Graham is a retired teacher/lecturer who spent most of his career in inner city Sheffield but also worked as a Mission Partner with CMS in Uganda. Throughout his life Graham has been a campaigner and has worked on many issues such as opposing incineration, saving street trees, green politics, banning Glyphosate, challenging the press and declaring climate and nature emergencies. Today Graham writes for two local newspapers and his blog, Tell the Truth Sheffield and is a carer for his wife.  He is an active member of Extinction Rebellion and Sheffield Green Party.

7pm Wednesday 6 December – Climate conversations with John Steley

An exploration around how people can hold two things together in their minds without making connections between them. With over 70% of people in the UK recognising climate disruption is for real how is it they still carry on with climate damaging behaviours? How do we react to the “just had a wonderful holiday in Florida” remark? What are the drivers for behavioural change in individuals and society?

John Steley is a Christian Psychologist in private practice in London. He previously worked in NHS and forensic settings, and with Christian mission and aid workers. He is a Fellow of the Royal Geographical Society and a member of Green Christian.

Wednesday 15 November – Faith and the Economy with Professor Steve McMullen

A conversation on “Faith and the Economy” between John Payne and Prof. Steve McMullen, who is a professor of economics at Hope College in the US, executive editor of the journal Faith & Economics, host of the podcast Faithful Economy, fellow at the Oxford Centre for Animal Ethics, and associate fellow at the Kirby Laing Centre for Public Theology in Cambridge UK. His research interests include inequality, consumerism, education policy, animal and environmental ethics, and theology.

7 November 2023 Seven Ethics against Capitalism with Oli Mould

Professor of Human Geography (Royal Holloway, University of London), Oli Mould will explore his forward-thinking book Seven Ethics against Capitalism in conversation with John Payne. Hear how he envisions more ethical ways of living towards a fairer society – a “Planetary Commons”. We think it’ll make you think…. After the conversation there will be time for general Q and A from the audience and writer. 

1 November 2023 – Fossil-free banking with Rosie Venner

Do you know what your bank is doing with your money you have deposited with them? The top four UK banks have provided £300 billion in finance to fossil fuel companies since the Paris agreement. This workshop explains how we can stand up to this by moving our money to fossil-free banks.
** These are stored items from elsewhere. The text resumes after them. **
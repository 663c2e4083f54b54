use crate::models::Stage;
use thiserror::Error;

/// A stage could not resolve one or more logical fields to real columns.
#[derive(Error, Debug, Clone, PartialEq, Eq)]
#[error("{stage}: missing required columns: {}", .fields.join(", "))]
pub struct MissingColumnError {
    pub stage: Stage,
    pub fields: Vec<String>,
}

impl MissingColumnError {
    pub fn new(stage: Stage, fields: Vec<String>) -> Self {
        Self { stage, fields }
    }
}

#[derive(Error, Debug, Clone, PartialEq, Eq)]
pub enum WorkflowError {
    #[error(transparent)]
    MissingColumn(#[from] MissingColumnError),

    #[error("{requested} cannot run before {pending} has completed")]
    OutOfOrder { requested: Stage, pending: Stage },

    #[error("all steps have already been run")]
    Finished,
}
3 October 2023Nature Spirituality and the Spiritual Significance of Water with Revd Imogen Nay

Imogen is vicar in the Benefice of St Paul, Cambridge, and is Bishop’s Advisor for Climate in the Diocese of Ely. 

She talks about nature spirituality and the spiritual significance of water, giving reference to her love of wild swimming.
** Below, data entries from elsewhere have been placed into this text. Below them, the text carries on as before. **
//! Step 6: resolution of mutual-blocking nomination cycles.
//!
//! A student is *contested* when they hold an accepted (`ANO`) row at one
//! institution and a rejected (`NE`) row at another. If `u` is rejected at an
//! institution where contested `v` is accepted, `u` is blocked by `v`, giving
//! the edge `u -> v` of the block graph. A cycle in that graph is a set of
//! students each waiting for a place held by the next one.
//!
//! For every cycle we ask what would happen if all members gave up their
//! accepted places: when each member's preferred pending application would
//! then fit within capacity, the accepted rows are released; otherwise the
//! pending rows are withdrawn and the current acceptances stay.

use crate::allocator::NominationAllocator;
use crate::capacity::CapacityIndex;
use crate::columns::application;
use crate::error::MissingColumnError;
use crate::models::{cmp_missing_last, normalize_id, parse_number, Nomination, Stage};
use crate::table::Table;
use std::collections::{BTreeMap, BTreeSet, HashMap, HashSet};
use tracing::{debug, info};

#[derive(Debug, Clone, Copy, PartialEq, Eq)]
pub enum CycleVerdict {
    /// Every member can settle on their best pending application; accepted rows are removed.
    Release,
    /// At least one member would not fit; pending rows are removed.
    Blocked,
}

#[derive(Debug, Clone, PartialEq, Eq)]
pub struct BlockEdge {
    pub blocked: String,
    pub holder: String,
    pub institution: String,
}

#[derive(Debug, Clone, PartialEq, Eq)]
pub struct ResolvedCycle {
    /// Members in traversal order; each is blocked by the next, the last by the first.
    pub students: Vec<String>,
    pub verdict: CycleVerdict,
    pub removed_rows: usize,
}

#[derive(Debug, Clone, Default, PartialEq, Eq)]
pub struct CycleReport {
    pub contested: Vec<String>,
    pub edges: Vec<BlockEdge>,
    pub cycles: Vec<ResolvedCycle>,
    /// Contested students not covered by any cycle.
    pub residual: Vec<String>,
    pub stale_rejections: usize,
}

impl CycleReport {
    pub fn removed_rows(&self) -> usize {
        self.cycles.iter().map(|c| c.removed_rows).sum::<usize>() + self.stale_rejections
    }
}

#[derive(Debug, Clone)]
pub struct CycleResolution {
    pub working: Table,
    pub report: CycleReport,
}

/// One working row, parsed once.
#[derive(Debug, Clone, Copy)]
struct Candidate<'t> {
    student: &'t str,
    institution: &'t str,
    nomination: Nomination,
    priority: Option<f64>,
    order: Option<f64>,
}

/// Row indices of the working sheet, indexed the ways step 6 needs.
struct Applications<'t> {
    rows: Vec<Candidate<'t>>,
    by_student: BTreeMap<&'t str, Vec<usize>>,
    by_institution: HashMap<&'t str, Vec<usize>>,
    accepted_at: HashMap<&'t str, Vec<usize>>,
}

impl<'t> Applications<'t> {
    fn new(rows: Vec<Candidate<'t>>) -> Self {
        let mut by_student: BTreeMap<&str, Vec<usize>> = BTreeMap::new();
        let mut by_institution: HashMap<&str, Vec<usize>> = HashMap::new();
        let mut accepted_at: HashMap<&str, Vec<usize>> = HashMap::new();

        for (index, row) in rows.iter().enumerate() {
            if !row.student.is_empty() {
                by_student.entry(row.student).or_default().push(index);
            }
            by_institution.entry(row.institution).or_default().push(index);
            if row.nomination == Nomination::Accepted {
                accepted_at.entry(row.institution).or_default().push(index);
            }
        }

        Self {
            rows,
            by_student,
            by_institution,
            accepted_at,
        }
    }

    fn rows_of(&self, student: &str) -> &[usize] {
        self.by_student.get(student).map_or(&[][..], Vec::as_slice)
    }

    fn rows_with(&self, student: &str, nomination: Nomination) -> Vec<usize> {
        self.rows_of(student)
            .iter()
            .copied()
            .filter(|&row| self.rows[row].nomination == nomination)
            .collect()
    }

    /// Students with at least one `ANO` and one `NE` row, ascending.
    fn contested(&self) -> Vec<&'t str> {
        self.by_student
            .iter()
            .filter(|(_, rows)| {
                rows.iter().any(|&r| self.rows[r].nomination == Nomination::Accepted)
                    && rows.iter().any(|&r| self.rows[r].nomination == Nomination::Rejected)
            })
            .map(|(&student, _)| student)
            .collect()
    }
}

/// Directed "is blocked by" graph over contested students.
///
/// Students live in an arena sorted by id; neighbor lists are deduplicated and
/// ascending so that traversal is deterministic.
#[derive(Debug, Clone, Default)]
pub struct BlockGraph {
    students: Vec<String>,
    neighbors: Vec<Vec<usize>>,
    edges: Vec<(usize, usize, String)>,
}

impl BlockGraph {
    fn build(applications: &Applications<'_>, contested: &[&str]) -> Self {
        let index: HashMap<&str, usize> = contested
            .iter()
            .enumerate()
            .map(|(i, &student)| (student, i))
            .collect();

        let mut edges = BTreeSet::new();
        let mut neighbors = vec![BTreeSet::new(); contested.len()];

        for (from, &student) in contested.iter().enumerate() {
            for row in applications.rows_with(student, Nomination::Rejected) {
                let institution = applications.rows[row].institution;
                if institution.is_empty() {
                    continue;
                }
                let holders = applications.accepted_at.get(institution).map_or(&[][..], Vec::as_slice);
                for &holder_row in holders {
                    let holder = applications.rows[holder_row].student;
                    if holder == student {
                        continue;
                    }
                    if let Some(&to) = index.get(holder) {
                        edges.insert((from, to, institution));
                        neighbors[from].insert(to);
                    }
                }
            }
        }

        Self {
            students: contested.iter().map(|s| s.to_string()).collect(),
            neighbors: neighbors.into_iter().map(|n| n.into_iter().collect()).collect(),
            edges: edges
                .into_iter()
                .map(|(from, to, institution)| (from, to, institution.to_string()))
                .collect(),
        }
    }

    fn len(&self) -> usize {
        self.students.len()
    }

    pub fn student(&self, node: usize) -> &str {
        &self.students[node]
    }

    pub fn edges(&self) -> impl Iterator<Item = BlockEdge> + '_ {
        self.edges.iter().map(|(from, to, institution)| BlockEdge {
            blocked: self.students[*from].clone(),
            holder: self.students[*to].clone(),
            institution: institution.clone(),
        })
    }

    /// Greedy, non-overlapping cycle cover.
    ///
    /// Traversals start from every uncovered node in ascending order; once a
    /// node belongs to a cycle it is ignored by all later traversals.
    pub fn find_cycles(&self) -> Vec<Vec<usize>> {
        let mut covered = vec![false; self.len()];
        let mut cycles = Vec::new();

        for start in 0..self.len() {
            if covered[start] {
                continue;
            }
            if let Some(cycle) = self.first_cycle_from(start, &covered) {
                for &node in &cycle {
                    covered[node] = true;
                }
                cycles.push(cycle);
            }
        }

        cycles
    }

    /// Depth-first search keeping the current path; the first edge back into
    /// the path closes a cycle, returned as the path suffix from that node.
    fn first_cycle_from(&self, start: usize, covered: &[bool]) -> Option<Vec<usize>> {
        let mut visited = vec![false; self.len()];
        let mut on_path = vec![false; self.len()];
        let mut path = vec![start];
        let mut cursor = vec![0usize];
        visited[start] = true;
        on_path[start] = true;

        while let Some(&node) = path.last() {
            let depth = path.len() - 1;
            let Some(&next) = self.neighbors[node].get(cursor[depth]) else {
                on_path[node] = false;
                path.pop();
                cursor.pop();
                continue;
            };
            cursor[depth] += 1;

            if covered[next] {
                continue;
            }
            if on_path[next] {
                let begin = path.iter().position(|&n| n == next)?;
                return Some(path[begin..].to_vec());
            }
            if !visited[next] {
                visited[next] = true;
                on_path[next] = true;
                path.push(next);
                cursor.push(0);
            }
        }

        None
    }
}

impl<'a> NominationAllocator<'a> {
    /// Step 6: detect block cycles among contested students, resolve each one
    /// by release or withdrawal, then drop stale rejections of the remaining
    /// contested students.
    pub fn resolve_cycles(&self, working: &Table, capacities: &Table) -> Result<CycleResolution, MissingColumnError> {
        let stage = Stage::CycleResolution;
        let [student_column, nominated_column, id_column, order_column] = self.application_columns.require(
            working,
            [application::STUDENT_ID, application::NOMINATED, application::ID_CODE, application::ORDER],
            stage,
        )?;
        let places = CapacityIndex::new(capacities, self.capacity_columns, stage)?;
        let priority_column = self.application_columns.index_in(working, application::PRIORITY);

        let applications = Applications::new(
            working
                .rows()
                .iter()
                .map(|row| Candidate {
                    student: normalize_id(&row[student_column]),
                    institution: normalize_id(&row[id_column]),
                    nomination: Nomination::parse(&row[nominated_column]),
                    priority: priority_column.and_then(|column| parse_number(&row[column])),
                    order: parse_number(&row[order_column]),
                })
                .collect(),
        );

        let contested = applications.contested();
        let graph = BlockGraph::build(&applications, &contested);
        debug!(contested = graph.len(), edges = graph.edges.len(), "built block graph");

        let mut remove = vec![false; working.len()];
        let mut covered = HashSet::new();
        let mut resolved = Vec::new();

        for cycle in graph.find_cycles() {
            let members: Vec<&str> = cycle.iter().map(|&node| graph.student(node)).collect();
            let verdict = if release_would_settle(&applications, &places, &members) {
                CycleVerdict::Release
            } else {
                CycleVerdict::Blocked
            };
            let dropped = match verdict {
                CycleVerdict::Release => Nomination::Accepted,
                CycleVerdict::Blocked => Nomination::Rejected,
            };

            let mut removed_rows = 0;
            for &member in &members {
                for row in applications.rows_with(member, dropped) {
                    remove[row] = true;
                    removed_rows += 1;
                }
                covered.insert(member);
            }

            info!(members = ?members, verdict = ?verdict, removed_rows, "resolved nomination cycle");
            resolved.push(ResolvedCycle {
                students: members.iter().map(|s| s.to_string()).collect(),
                verdict,
                removed_rows,
            });
        }

        let residual: Vec<&str> = contested
            .iter()
            .copied()
            .filter(|student| !covered.contains(student))
            .collect();

        let mut stale_rejections = 0;
        for &student in &residual {
            for row in applications.rows_with(student, Nomination::Rejected) {
                if !holders_can_move(&applications, student, applications.rows[row].institution) {
                    remove[row] = true;
                    stale_rejections += 1;
                }
            }
        }

        let report = CycleReport {
            contested: contested.iter().map(|s| s.to_string()).collect(),
            edges: graph.edges().collect(),
            cycles: resolved,
            residual: residual.iter().map(|s| s.to_string()).collect(),
            stale_rejections,
        };

        info!(
            cycles = report.cycles.len(),
            residual = report.residual.len(),
            stale_rejections,
            removed = report.removed_rows(),
            "resolved duplicate cycles"
        );

        Ok(CycleResolution {
            working: working.filter_rows(|row| !remove[row]),
            report,
        })
    }
}

/// Counterfactual check: with every member's `ANO` rows gone, does each
/// member's best-priority `NE` row rank within its institution's places?
fn release_would_settle(applications: &Applications<'_>, places: &CapacityIndex<'_>, members: &[&str]) -> bool {
    let member_set: HashSet<&str> = members.iter().copied().collect();
    let released =
        |row: usize| applications.rows[row].nomination == Nomination::Accepted && member_set.contains(applications.rows[row].student);

    for &member in members {
        let Some(best) = applications
            .rows_with(member, Nomination::Rejected)
            .into_iter()
            .min_by(|&a, &b| cmp_missing_last(applications.rows[a].priority, applications.rows[b].priority))
        else {
            continue;
        };

        let target = applications.rows[best];
        let capacity = places.available(target.institution);
        let ahead = applications
            .by_institution
            .get(target.institution)
            .map_or(&[][..], Vec::as_slice)
            .iter()
            .filter(|&&row| row != best && !released(row))
            .filter(|&&row| match (applications.rows[row].order, target.order) {
                (Some(theirs), Some(ours)) => theirs < ours,
                _ => false,
            })
            .count();

        debug!(member, institution = target.institution, capacity, ahead, "release check");
        if ahead as i64 >= capacity {
            return false;
        }
    }

    true
}

/// Whether any other accepted holder at `institution` has further
/// applications and might therefore still vacate the place.
fn holders_can_move(applications: &Applications<'_>, student: &str, institution: &str) -> bool {
    applications
        .accepted_at
        .get(institution)
        .map_or(&[][..], Vec::as_slice)
        .iter()
        .map(|&row| applications.rows[row].student)
        .filter(|&holder| holder != student)
        .any(|holder| applications.rows_of(holder).len() > 1)
}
27 September 2023Zoom Session with Lorna Gold

Dr Lorna Gold as she talks about environmental, climate and economic justice and shares her experiences in taking part in The Letter.

The Letter recounts the experience of 5 very different people speaking for the Poor, the Young, the Indigenous and Science who visit Pope Francis after receiving a letter of invitation from him. None of them are Christian, but all are profoundly affected by their encounter. The film helps us to understand how climate change is already affecting people we don’t encounter in our daily lives. View the trailer.

Lorna is the CEO of FaithInvest and Chair of the Laudato Si’ Movement. Her book Climate Generation – Awakening our Children’s Future can be pre-ordered here.

6 September 2023Conservation volunteering for Justice and Peace with Andy Jowitt

Andy has always enjoyed being out with binoculars and close to nature but has been on a steep learning curve over the last five years since taking up the voluntary role of Community Engagement Officer for Foxearth Meadows nature reserve.  After teaching posts in this country and in Uganda, he then spent most of his working life in parish ministry.  A sabbatical volunteering for A Rocha UK (and visiting A Rocha Kenya) inspired Andy and his wife Jane to offer more volunteer time to A Rocha UK, who asked them to consider moving Sudbury way.  “It was a step of faith for us as it meant us both finding part-time work to support ourselves until pensions could be drawn, but God provided”.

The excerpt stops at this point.